> **Exercise goal**: Wherever the string "impl" shows up in the records below, return that line.

(Data under study begins)

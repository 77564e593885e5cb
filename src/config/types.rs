//! Configuration Types
//!
//! All configuration structures with sensible defaults. Credentials are
//! never serialized back out.

use serde::{Deserialize, Serialize};
use std::path::PathBuf;

use crate::constants;
use crate::types::{DocweaveError, Result};

/// Root configuration structure
#[derive(Debug, Clone, Serialize, Deserialize, Default)]
#[serde(default)]
pub struct Config {
    /// HTTP server settings
    pub server: ServerConfig,

    /// Hosting API (GitHub) settings
    pub github: GithubConfig,

    /// AI service settings
    pub ai: AiConfig,

    /// Chat assistant settings
    pub chat: ChatConfig,

    /// Per-client rate limiting
    pub rate_limit: RateLimitConfig,
}

impl Config {
    /// Validate configuration. Missing credentials are startup-fatal:
    /// the GitHub token always, the AI key unless degraded mode is allowed.
    pub fn validate(&self) -> Result<()> {
        if self.github.token.as_deref().unwrap_or("").is_empty() {
            return Err(DocweaveError::Config(
                "GitHub token is required. Set DOCWEAVE_GITHUB__TOKEN or GITHUB_TOKEN".to_string(),
            ));
        }

        if self.ai.api_key.as_deref().unwrap_or("").is_empty() && !self.ai.allow_degraded {
            return Err(DocweaveError::Config(
                "AI API key is required. Set DOCWEAVE_AI__API_KEY or GEMINI_API_KEY, \
                 or enable ai.allow_degraded for canned chat responses only"
                    .to_string(),
            ));
        }

        if self.github.file_limit == 0 || self.github.file_limit > 50 {
            return Err(DocweaveError::Config(format!(
                "github.file_limit must be between 1 and 50, got {}",
                self.github.file_limit
            )));
        }

        if self.github.fetch_concurrency == 0 {
            return Err(DocweaveError::Config(
                "github.fetch_concurrency must be greater than 0".to_string(),
            ));
        }

        if self.ai.max_retries == 0 || self.ai.max_retries > 10 {
            return Err(DocweaveError::Config(format!(
                "ai.max_retries must be between 1 and 10, got {}",
                self.ai.max_retries
            )));
        }

        if self.rate_limit.window_secs == 0 || self.rate_limit.max_requests == 0 {
            return Err(DocweaveError::Config(
                "rate_limit window and ceiling must be greater than 0".to_string(),
            ));
        }

        Ok(())
    }
}

// =============================================================================
// Server Configuration
// =============================================================================

#[derive(Debug, Clone, Serialize, Deserialize)]
#[serde(default)]
pub struct ServerConfig {
    /// Bind address (host:port)
    pub bind: String,

    /// Allowed CORS origin for the UI
    pub cors_origin: String,

    /// Request body size ceiling in bytes
    pub body_limit_bytes: usize,

    /// Deployment environment; controls error detail exposure
    pub environment: Environment,
}

impl Default for ServerConfig {
    fn default() -> Self {
        Self {
            bind: constants::server::DEFAULT_BIND.to_string(),
            cors_origin: constants::server::DEFAULT_CORS_ORIGIN.to_string(),
            body_limit_bytes: constants::server::BODY_LIMIT_BYTES,
            environment: Environment::Development,
        }
    }
}

#[derive(Debug, Clone, Copy, PartialEq, Eq, Serialize, Deserialize, Default)]
#[serde(rename_all = "lowercase")]
pub enum Environment {
    #[default]
    Development,
    Production,
}

impl Environment {
    /// Whether underlying error messages may be exposed to API clients
    pub fn expose_errors(&self) -> bool {
        matches!(self, Environment::Development)
    }
}

// =============================================================================
// GitHub Configuration
// =============================================================================

#[derive(Debug, Clone, Serialize, Deserialize)]
#[serde(default)]
pub struct GithubConfig {
    /// Personal access token. Never serialized to output.
    #[serde(skip_serializing)]
    pub token: Option<String>,

    /// REST API base URL (overridable for tests)
    pub api_base: String,

    /// Maximum source files fetched per analysis
    pub file_limit: usize,

    /// Skip files larger than this many bytes
    pub max_file_size: u64,

    /// Per-file character budget in prompt blocks
    pub content_truncate_chars: usize,

    /// Maximum config files fetched for dependency extraction
    pub config_files_limit: usize,

    /// Bounded worker pool size for content fetches
    pub fetch_concurrency: usize,

    /// Per-request timeout in seconds
    pub timeout_secs: u64,
}

impl Default for GithubConfig {
    fn default() -> Self {
        Self {
            token: None,
            api_base: constants::github::DEFAULT_API_BASE.to_string(),
            file_limit: constants::github::FILE_LIMIT,
            max_file_size: constants::github::MAX_FILE_SIZE,
            content_truncate_chars: constants::github::CONTENT_TRUNCATE_CHARS,
            config_files_limit: constants::github::CONFIG_FILES_LIMIT,
            fetch_concurrency: constants::github::FETCH_CONCURRENCY,
            timeout_secs: constants::github::TIMEOUT_SECS,
        }
    }
}

// =============================================================================
// AI Configuration
// =============================================================================

#[derive(Debug, Clone, Serialize, Deserialize)]
#[serde(default)]
pub struct AiConfig {
    /// API key. Never serialized to output.
    #[serde(skip_serializing)]
    pub api_key: Option<String>,

    /// API base URL (overridable for tests)
    pub api_base: String,

    /// Model identifier
    pub model: String,

    /// Maximum attempts for one generation call
    pub max_retries: u32,

    /// Base delay for exponential backoff in milliseconds
    pub retry_base_delay_ms: u64,

    /// Per-request timeout in seconds
    pub timeout_secs: u64,

    /// Allow startup without an AI key. Analysis and doc generation fail
    /// at request time; chat serves canned responses.
    pub allow_degraded: bool,
}

impl Default for AiConfig {
    fn default() -> Self {
        Self {
            api_key: None,
            api_base: constants::ai::DEFAULT_API_BASE.to_string(),
            model: constants::ai::DEFAULT_MODEL.to_string(),
            max_retries: constants::ai::MAX_RETRIES,
            retry_base_delay_ms: constants::ai::RETRY_BASE_DELAY_MS,
            timeout_secs: constants::ai::TIMEOUT_SECS,
            allow_degraded: false,
        }
    }
}

// =============================================================================
// Chat Configuration
// =============================================================================

#[derive(Debug, Clone, Serialize, Deserialize)]
#[serde(default)]
pub struct ChatConfig {
    /// Directory scanned for previously generated docs
    pub docs_dir: PathBuf,

    /// Number of trailing turns included in each reply prompt
    pub history_window: usize,

    /// Per-document character budget for loaded context
    pub context_truncate_chars: usize,
}

impl Default for ChatConfig {
    fn default() -> Self {
        Self {
            docs_dir: PathBuf::from(constants::chat::DEFAULT_DOCS_DIR),
            history_window: constants::chat::HISTORY_WINDOW,
            context_truncate_chars: constants::chat::CONTEXT_TRUNCATE_CHARS,
        }
    }
}

// =============================================================================
// Rate Limit Configuration
// =============================================================================

#[derive(Debug, Clone, Serialize, Deserialize)]
#[serde(default)]
pub struct RateLimitConfig {
    /// Fixed window length in seconds
    pub window_secs: u64,

    /// Maximum requests per client per window
    pub max_requests: u32,
}

impl Default for RateLimitConfig {
    fn default() -> Self {
        Self {
            window_secs: constants::server::RATE_LIMIT_WINDOW_SECS,
            max_requests: constants::server::RATE_LIMIT_MAX_REQUESTS,
        }
    }
}

#[cfg(test)]
mod tests {
    use super::*;

    fn config_with_credentials() -> Config {
        let mut config = Config::default();
        config.github.token = Some("ghp_test".to_string());
        config.ai.api_key = Some("test-key".to_string());
        config
    }

    #[test]
    fn test_validate_requires_github_token() {
        let mut config = config_with_credentials();
        config.github.token = None;
        assert!(matches!(
            config.validate(),
            Err(DocweaveError::Config(_))
        ));
    }

    #[test]
    fn test_validate_requires_ai_key_unless_degraded() {
        let mut config = config_with_credentials();
        config.ai.api_key = None;
        assert!(config.validate().is_err());

        config.ai.allow_degraded = true;
        assert!(config.validate().is_ok());
    }

    #[test]
    fn test_validate_ranges() {
        let mut config = config_with_credentials();
        config.github.file_limit = 0;
        assert!(config.validate().is_err());

        let mut config = config_with_credentials();
        config.ai.max_retries = 11;
        assert!(config.validate().is_err());

        let mut config = config_with_credentials();
        config.rate_limit.max_requests = 0;
        assert!(config.validate().is_err());
    }

    #[test]
    fn test_defaults_are_complete() {
        let config = config_with_credentials();
        assert!(config.validate().is_ok());
        assert_eq!(config.github.file_limit, 10);
        assert_eq!(config.ai.max_retries, 3);
        assert_eq!(config.ai.retry_base_delay_ms, 1_000);
        assert_eq!(config.chat.history_window, 10);
    }

    #[test]
    fn test_token_not_serialized() {
        let config = config_with_credentials();
        let out = toml::to_string(&config).unwrap();
        assert!(!out.contains("ghp_test"));
        assert!(!out.contains("test-key"));
    }
}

(Data under study ends)

> **Written response**:
impl Config {
impl Default for ServerConfig {
impl Environment {
impl Default for GithubConfig {
impl Default for AiConfig {
impl Default for ChatConfig {
impl Default for RateLimitConfig {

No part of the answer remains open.